-- Available data follows --

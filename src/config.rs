//! # config — อ่าน Config จาก Environment Variables
//!
//! ค่าคงที่ทุกตัว (ทุนตั้งต้น, trade notional, path ไฟล์, endpoint)
//! override ได้ผ่าน `.env` — ตัวเลข default คือค่าดั้งเดิมของระบบ

use std::path::PathBuf;
use std::time::Duration;

use anyhow::bail;

// ─── AI Provider ──────────────────────────────────────────────────────────────

/// AI Provider ที่รองรับสำหรับ Macro / News Brain
#[derive(Debug, Clone)]
pub enum AiProvider {
    Claude,
    OpenAi,
}

impl std::fmt::Display for AiProvider {
    fn fmt(&self, f: &mut std::fmt::Formatter<'_>) -> std::fmt::Result {
        match self {
            AiProvider::Claude => write!(f, "Claude 3.5 Sonnet"),
            AiProvider::OpenAi => write!(f, "GPT-4o"),
        }
    }
}

#[derive(Debug, Clone)]
pub struct AiConfig {
    pub provider: AiProvider,
    pub api_key: String,
}

// ─── Telegram ─────────────────────────────────────────────────────────────────

#[derive(Debug, Clone)]
pub struct TelegramConfig {
    pub bot_token: String,
    pub chat_id: String,
}

// ─── Config ───────────────────────────────────────────────────────────────────

#[derive(Debug, Clone)]
pub struct Config {
    // ── Capital ──────────────────────────────────────────────────────────────
    /// เงินสดตั้งต้นของพอร์ตกระดาษ
    pub initial_capital: f64,
    /// Notional คงที่ต่อ 1 trade
    pub trade_notional: f64,

    // ── Persisted files ──────────────────────────────────────────────────────
    pub memory_file: PathBuf,
    pub portfolio_file: PathBuf,
    pub watchlist_file: PathBuf,

    // ── Market ───────────────────────────────────────────────────────────────
    /// Suffix ตลาด เช่น ".NS" (NSE)
    pub exchange_suffix: String,
    /// Quote bridge URL — ไม่ตั้ง ⇒ ใช้ mock quote (dev mode)
    pub market_url: Option<String>,
    /// Remote mirror ของ market_memory.json (เช่น raw GitHub URL)
    pub memory_mirror_url: Option<String>,
    /// รอบเวลา Sniper Loop
    pub scan_interval: Duration,

    // ── Collaborators ────────────────────────────────────────────────────────
    /// Notification sink — ไม่ตั้ง token ⇒ ปิดเงียบๆ
    pub telegram: Option<TelegramConfig>,
    /// AI brain — จำเป็นเฉพาะ `macro` mode
    pub ai: Option<AiConfig>,
}

impl Config {
    pub fn from_env() -> anyhow::Result<Self> {
        let ai = match std::env::var("AI_API_KEY") {
            Ok(api_key) => {
                let provider_str = std::env::var("AI_PROVIDER")
                    .unwrap_or_else(|_| "claude".to_string())
                    .to_lowercase();
                let provider = match provider_str.as_str() {
                    "claude" => AiProvider::Claude,
                    "openai" => AiProvider::OpenAi,
                    other => bail!("Unknown AI_PROVIDER: '{other}'. Use 'claude' or 'openai'"),
                };
                Some(AiConfig { provider, api_key })
            }
            Err(_) => None,
        };

        let telegram = match (std::env::var("TELEGRAM_TOKEN"), std::env::var("TELEGRAM_CHAT_ID")) {
            (Ok(bot_token), Ok(chat_id)) => Some(TelegramConfig { bot_token, chat_id }),
            _ => None,
        };

        Ok(Self {
            initial_capital: env_f64("INITIAL_CAPITAL", 1_000_000.0),
            trade_notional: env_f64("TRADE_NOTIONAL", 50_000.0),
            memory_file: env_path("MEMORY_FILE", "market_memory.json"),
            portfolio_file: env_path("PORTFOLIO_FILE", "portfolio.json"),
            watchlist_file: env_path("WATCHLIST_FILE", "dynamic_watchlist.json"),
            exchange_suffix: std::env::var("EXCHANGE_SUFFIX").unwrap_or_else(|_| ".NS".to_string()),
            market_url: std::env::var("MARKET_URL").ok(),
            memory_mirror_url: std::env::var("MEMORY_MIRROR_URL").ok(),
            scan_interval: Duration::from_secs(env_u64("SCAN_INTERVAL_SECS", 300)),
            telegram,
            ai,
        })
    }
}

// ─── Env helpers ──────────────────────────────────────────────────────────────

pub fn env_f64(key: &str, default: f64) -> f64 {
    std::env::var(key).ok().and_then(|v| v.parse().ok()).unwrap_or(default)
}

pub fn env_u64(key: &str, default: u64) -> u64 {
    std::env::var(key).ok().and_then(|v| v.parse().ok()).unwrap_or(default)
}

pub fn env_i32(key: &str, default: i32) -> i32 {
    std::env::var(key).ok().and_then(|v| v.parse().ok()).unwrap_or(default)
}

fn env_path(key: &str, default: &str) -> PathBuf {
    std::env::var(key).map(PathBuf::from).unwrap_or_else(|_| PathBuf::from(default))
}
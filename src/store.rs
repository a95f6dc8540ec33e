//! # store — JSON File Persistence
//!
//! ไฟล์ JSON แบนๆ หนึ่งไฟล์ต่อหนึ่ง record — อ่านทั้งก้อน เขียนทั้งก้อน
//!
//! ## Failure semantics
//! - `load*`: ไฟล์หาย / อ่านไม่ได้ / JSON พัง ⇒ ได้ค่า default กลับไป
//!   ("ยังไม่มีข้อมูล" ไม่ใช่ fatal error) — เขียนทับทั้งก้อนในรอบถัดไป
//! - `save`: เขียนลง temp file แล้ว rename ทับ — all-or-nothing,
//!   ไม่มีทางเห็น partial write
//!
//! ไม่มี cross-process lock: intended usage คือ schedule ทีละ run,
//! ถ้า run ซ้อนกันจริง consistency คือ last-writer-wins เท่านั้น

use std::fs;
use std::marker::PhantomData;
use std::path::{Path, PathBuf};

use serde::de::DeserializeOwned;
use serde::Serialize;
use tracing::{debug, warn};

use crate::error::StoreError;

pub struct JsonStore<T> {
    path: PathBuf,
    _record: PhantomData<T>,
}

impl<T> JsonStore<T>
where
    T: Serialize + DeserializeOwned,
{
    pub fn new(path: impl Into<PathBuf>) -> Self {
        Self {
            path: path.into(),
            _record: PhantomData,
        }
    }

    pub fn path(&self) -> &Path {
        &self.path
    }

    /// โหลด record — ถ้าไฟล์หาย/พัง ⇒ สร้างจาก `fallback`
    pub fn load_or(&self, fallback: impl FnOnce() -> T) -> T {
        match fs::read_to_string(&self.path) {
            Ok(raw) => match serde_json::from_str(&raw) {
                Ok(record) => record,
                Err(e) => {
                    warn!(
                        path = %self.path.display(),
                        error = %e,
                        "⚠️ corrupt record — treating as empty state"
                    );
                    fallback()
                }
            },
            Err(e) if e.kind() == std::io::ErrorKind::NotFound => {
                debug!(path = %self.path.display(), "no persisted record yet");
                fallback()
            }
            Err(e) => {
                warn!(path = %self.path.display(), error = %e, "⚠️ record unreadable");
                fallback()
            }
        }
    }

    /// เขียน record ทั้งก้อน (atomic: temp file + rename)
    pub fn save(&self, record: &T) -> Result<(), StoreError> {
        let json = serde_json::to_string_pretty(record)?;

        // rename บน filesystem เดียวกันเป็น atomic — ไฟล์เดิมอยู่ครบ
        // จนวินาทีที่ไฟล์ใหม่เขียนเสร็จสมบูรณ์
        let tmp = self.path.with_extension("json.tmp");
        fs::write(&tmp, json)?;
        fs::rename(&tmp, &self.path)?;

        debug!(path = %self.path().display(), "record persisted");
        Ok(())
    }
}

impl<T> JsonStore<T>
where
    T: Serialize + DeserializeOwned + Default,
{
    pub fn load(&self) -> T {
        self.load_or(T::default)
    }
}

// ─── Tests ────────────────────────────────────────────────────────────────────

-- Available data concluded --

Output every line from the records, exactly as written.

• **Response box**:
filename src/config.rs
//! # config — อ่าน Config จาก Environment Variables
//!
//! ค่าคงที่ทุกตัว (ทุนตั้งต้น, trade notional, path ไฟล์, endpoint)
//! override ได้ผ่าน `.env` — ตัวเลข default คือค่าดั้งเดิมของระบบ

use std::path::PathBuf;
use std::time::Duration;

use anyhow::bail;

// ─── AI Provider ──────────────────────────────────────────────────────────────

/// AI Provider ที่รองรับสำหรับ Macro / News Brain
#[derive(Debug, Clone)]
pub enum AiProvider {
    Claude,
    OpenAi,
}

impl std::fmt::Display for AiProvider {
    fn fmt(&self, f: &mut std::fmt::Formatter<'_>) -> std::fmt::Result {
        match self {
            AiProvider::Claude => write!(f, "Claude 3.5 Sonnet"),
            AiProvider::OpenAi => write!(f, "GPT-4o"),
        }
    }
}

#[derive(Debug, Clone)]
pub struct AiConfig {
    pub provider: AiProvider,
    pub api_key: String,
}

// ─── Telegram ─────────────────────────────────────────────────────────────────

#[derive(Debug, Clone)]
pub struct TelegramConfig {
    pub bot_token: String,
    pub chat_id: String,
}

// ─── Config ───────────────────────────────────────────────────────────────────

#[derive(Debug, Clone)]
pub struct Config {
    // ── Capital ──────────────────────────────────────────────────────────────
    /// เงินสดตั้งต้นของพอร์ตกระดาษ
    pub initial_capital: f64,
    /// Notional คงที่ต่อ 1 trade
    pub trade_notional: f64,

    // ── Persisted files ──────────────────────────────────────────────────────
    pub memory_file: PathBuf,
    pub portfolio_file: PathBuf,
    pub watchlist_file: PathBuf,

    // ── Market ───────────────────────────────────────────────────────────────
    /// Suffix ตลาด เช่น ".NS" (NSE)
    pub exchange_suffix: String,
    /// Quote bridge URL — ไม่ตั้ง ⇒ ใช้ mock quote (dev mode)
    pub market_url: Option<String>,
    /// Remote mirror ของ market_memory.json (เช่น raw GitHub URL)
    pub memory_mirror_url: Option<String>,
    /// รอบเวลา Sniper Loop
    pub scan_interval: Duration,

    // ── Collaborators ────────────────────────────────────────────────────────
    /// Notification sink — ไม่ตั้ง token ⇒ ปิดเงียบๆ
    pub telegram: Option<TelegramConfig>,
    /// AI brain — จำเป็นเฉพาะ `macro` mode
    pub ai: Option<AiConfig>,
}

impl Config {
    pub fn from_env() -> anyhow::Result<Self> {
        let ai = match std::env::var("AI_API_KEY") {
            Ok(api_key) => {
                let provider_str = std::env::var("AI_PROVIDER")
                    .unwrap_or_else(|_| "claude".to_string())
                    .to_lowercase();
                let provider = match provider_str.as_str() {
                    "claude" => AiProvider::Claude,
                    "openai" => AiProvider::OpenAi,
                    other => bail!("Unknown AI_PROVIDER: '{other}'. Use 'claude' or 'openai'"),
                };
                Some(AiConfig { provider, api_key })
            }
            Err(_) => None,
        };

        let telegram = match (std::env::var("TELEGRAM_TOKEN"), std::env::var("TELEGRAM_CHAT_ID")) {
            (Ok(bot_token), Ok(chat_id)) => Some(TelegramConfig { bot_token, chat_id }),
            _ => None,
        };

        Ok(Self {
            initial_capital: env_f64("INITIAL_CAPITAL", 1_000_000.0),
            trade_notional: env_f64("TRADE_NOTIONAL", 50_000.0),
            memory_file: env_path("MEMORY_FILE", "market_memory.json"),
            portfolio_file: env_path("PORTFOLIO_FILE", "portfolio.json"),
            watchlist_file: env_path("WATCHLIST_FILE", "dynamic_watchlist.json"),
            exchange_suffix: std::env::var("EXCHANGE_SUFFIX").unwrap_or_else(|_| ".NS".to_string()),
            market_url: std::env::var("MARKET_URL").ok(),
            memory_mirror_url: std::env::var("MEMORY_MIRROR_URL").ok(),
            scan_interval: Duration::from_secs(env_u64("SCAN_INTERVAL_SECS", 300)),
            telegram,
            ai,
        })
    }
}

// ─── Env helpers ──────────────────────────────────────────────────────────────

pub fn env_f64(key: &str, default: f64) -> f64 {
    std::env::var(key).ok().and_then(|v| v.parse().ok()).unwrap_or(default)
}

pub fn env_u64(key: &str, default: u64) -> u64 {
    std::env::var(key).ok().and_then(|v| v.parse().ok()).unwrap_or(default)
}

pub fn env_i32(key: &str, default: i32) -> i32 {
    std::env::var(key).ok().and_then(|v| v.parse().ok()).unwrap_or(default)
}

fn env_path(key: &str, default: &str) -> PathBuf {
    std::env::var(key).map(PathBuf::from).unwrap_or_else(|_| PathBuf::from(default))
}
filename src/store.rs
repository a95f6dc8540ec33e
//! # store — JSON File Persistence
//!
//! ไฟล์ JSON แบนๆ หนึ่งไฟล์ต่อหนึ่ง record — อ่านทั้งก้อน เขียนทั้งก้อน
//!
//! ## Failure semantics
//! - `load*`: ไฟล์หาย / อ่านไม่ได้ / JSON พัง ⇒ ได้ค่า default กลับไป
//!   ("ยังไม่มีข้อมูล" ไม่ใช่ fatal error) — เขียนทับทั้งก้อนในรอบถัดไป
//! - `save`: เขียนลง temp file แล้ว rename ทับ — all-or-nothing,
//!   ไม่มีทางเห็น partial write
//!
//! ไม่มี cross-process lock: intended usage คือ schedule ทีละ run,
//! ถ้า run ซ้อนกันจริง consistency คือ last-writer-wins เท่านั้น

use std::fs;
use std::marker::PhantomData;
use std::path::{Path, PathBuf};

use serde::de::DeserializeOwned;
use serde::Serialize;
use tracing::{debug, warn};

use crate::error::StoreError;

pub struct JsonStore<T> {
    path: PathBuf,
    _record: PhantomData<T>,
}

impl<T> JsonStore<T>
where
    T: Serialize + DeserializeOwned,
{
    pub fn new(path: impl Into<PathBuf>) -> Self {
        Self {
            path: path.into(),
            _record: PhantomData,
        }
    }

    pub fn path(&self) -> &Path {
        &self.path
    }

    /// โหลด record — ถ้าไฟล์หาย/พัง ⇒ สร้างจาก `fallback`
    pub fn load_or(&self, fallback: impl FnOnce() -> T) -> T {
        match fs::read_to_string(&self.path) {
            Ok(raw) => match serde_json::from_str(&raw) {
                Ok(record) => record,
                Err(e) => {
                    warn!(
                        path = %self.path.display(),
                        error = %e,
                        "⚠️ corrupt record — treating as empty state"
                    );
                    fallback()
                }
            },
            Err(e) if e.kind() == std::io::ErrorKind::NotFound => {
                debug!(path = %self.path.display(), "no persisted record yet");
                fallback()
            }
            Err(e) => {
                warn!(path = %self.path.display(), error = %e, "⚠️ record unreadable");
                fallback()
            }
        }
    }

    /// เขียน record ทั้งก้อน (atomic: temp file + rename)
    pub fn save(&self, record: &T) -> Result<(), StoreError> {
        let json = serde_json::to_string_pretty(record)?;

        // rename บน filesystem เดียวกันเป็น atomic — ไฟล์เดิมอยู่ครบ
        // จนวินาทีที่ไฟล์ใหม่เขียนเสร็จสมบูรณ์
        let tmp = self.path.with_extension("json.tmp");
        fs::write(&tmp, json)?;
        fs::rename(&tmp, &self.path)?;

        debug!(path = %self.path().display(), "record persisted");
        Ok(())
    }
}

impl<T> JsonStore<T>
where
    T: Serialize + DeserializeOwned + Default,
{
    pub fn load(&self) -> T {
        self.load_or(T::default)
    }
}

// ─── Tests ────────────────────────────────────────────────────────────────────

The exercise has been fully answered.